Joseph was already taking antibiotics for tonsillitis and the doctor advised his parents, Jean and Nicola, to wait for those to take effect. They watched over the toddler closely, but he died a few hours later.

A consultant in paediatric intensive care later said she believed the child would have survived if his parents had received proper advice from the out-of-hours service.

“He needed basic medical attention,” said Veronica Hamilton-Deeley, the coroner, at the inquest. “The failure to provide it was gross failure.”

South East Health, which provides round-the-clock services for Brighton and Hove PCT, said it had learnt from the incident in January 2008.

This weekend it emerged that only one GP serves 310,000 residents in the Wigan area on most nights, while 270,000 residents in the Bolton area also have to routinely rely on a single out-of-hours doctor.

In North Somerset there is just one GP for 200,000 residents on a week night. Cambridgeshire has three GPs at night, Norfolk has four and Cumbria has six.

Such skeleton cover was introduced when labour negotiated new contracts with GPs in 2004, boosting their average salary to more than £100,000 and allowing them to opt out of providing round-the-clock care.

While some PCTs say that just one or two GPs can adequately cover a population of more than 250,000, others have more doctors available for home visits.

Under South Birmingham PCT there are 11 doctors on overnight duty, each covering an average population of about 35,000.

Hampshire has 13 GPs on duty at night and Devon has eight, working at medical centres across the county.

Patients are often unaware if their local service is in crisis because most trusts do not publish performance reports.

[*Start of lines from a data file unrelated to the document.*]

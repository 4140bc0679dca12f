use hecs::World;

use crate::{Config, Paddle, Side};

/// Apply the human movement intent to the player paddle.
///
/// `dir` is -1 (up), 0 (stop) or 1 (down); applying the same direction
/// twice leaves the velocity unchanged.
pub fn apply_player_input(world: &mut World, config: &Config, dir: i8) {
    for (_entity, paddle) in world.query_mut::<&mut Paddle>() {
        if paddle.side == Side::Player {
            paddle.vel = dir.signum() as f32 * config.paddle_speed;
        }
    }
}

NHS Bristol said last week that a report on the quality of its out-of-hours GPs’ service was “confidential” and “commercially sensitive”.

Most round-the-clock services struggle to fill shifts with local GPs. Instead they use doctors from other parts of the country or foreign GPs who fly in for their shifts. A parliamentary debate was told last week of a case in Cornwall in which a patient had been confronted with a foreign doctor who used “an electronic word converter” to communicate. Other patients have complained of waiting eight hours for a doctor to arrive.

There have also been complaints that out-of-hours GPs do not have access to patient notes and sometimes fail to diagnose serious conditions. In one case, a doctor working as a duty GP in West Yorkshire was suspended from the General Medical Council register after he failed to examine an elderly patient properly. She died the next day.

Dr Krzysztof Robak, 62, commuted more than 175 miles from Surrey, where he worked for a diet clinic, to his Yorkshire employer, Local Care Direct. When he visited the 86-year-old patient, he failed to check her blood pressure or take her temperature and did not consider her seriously ill.

Local Care Direct, a non profit organisation which provides out-of-hours care services for 2.5m people in Yorkshire, said it had vetted Robak rigorously before employing him.

It said it did not consider that he had contributed to the patient’s death in July 2007, but it had raised concerns about his conduct.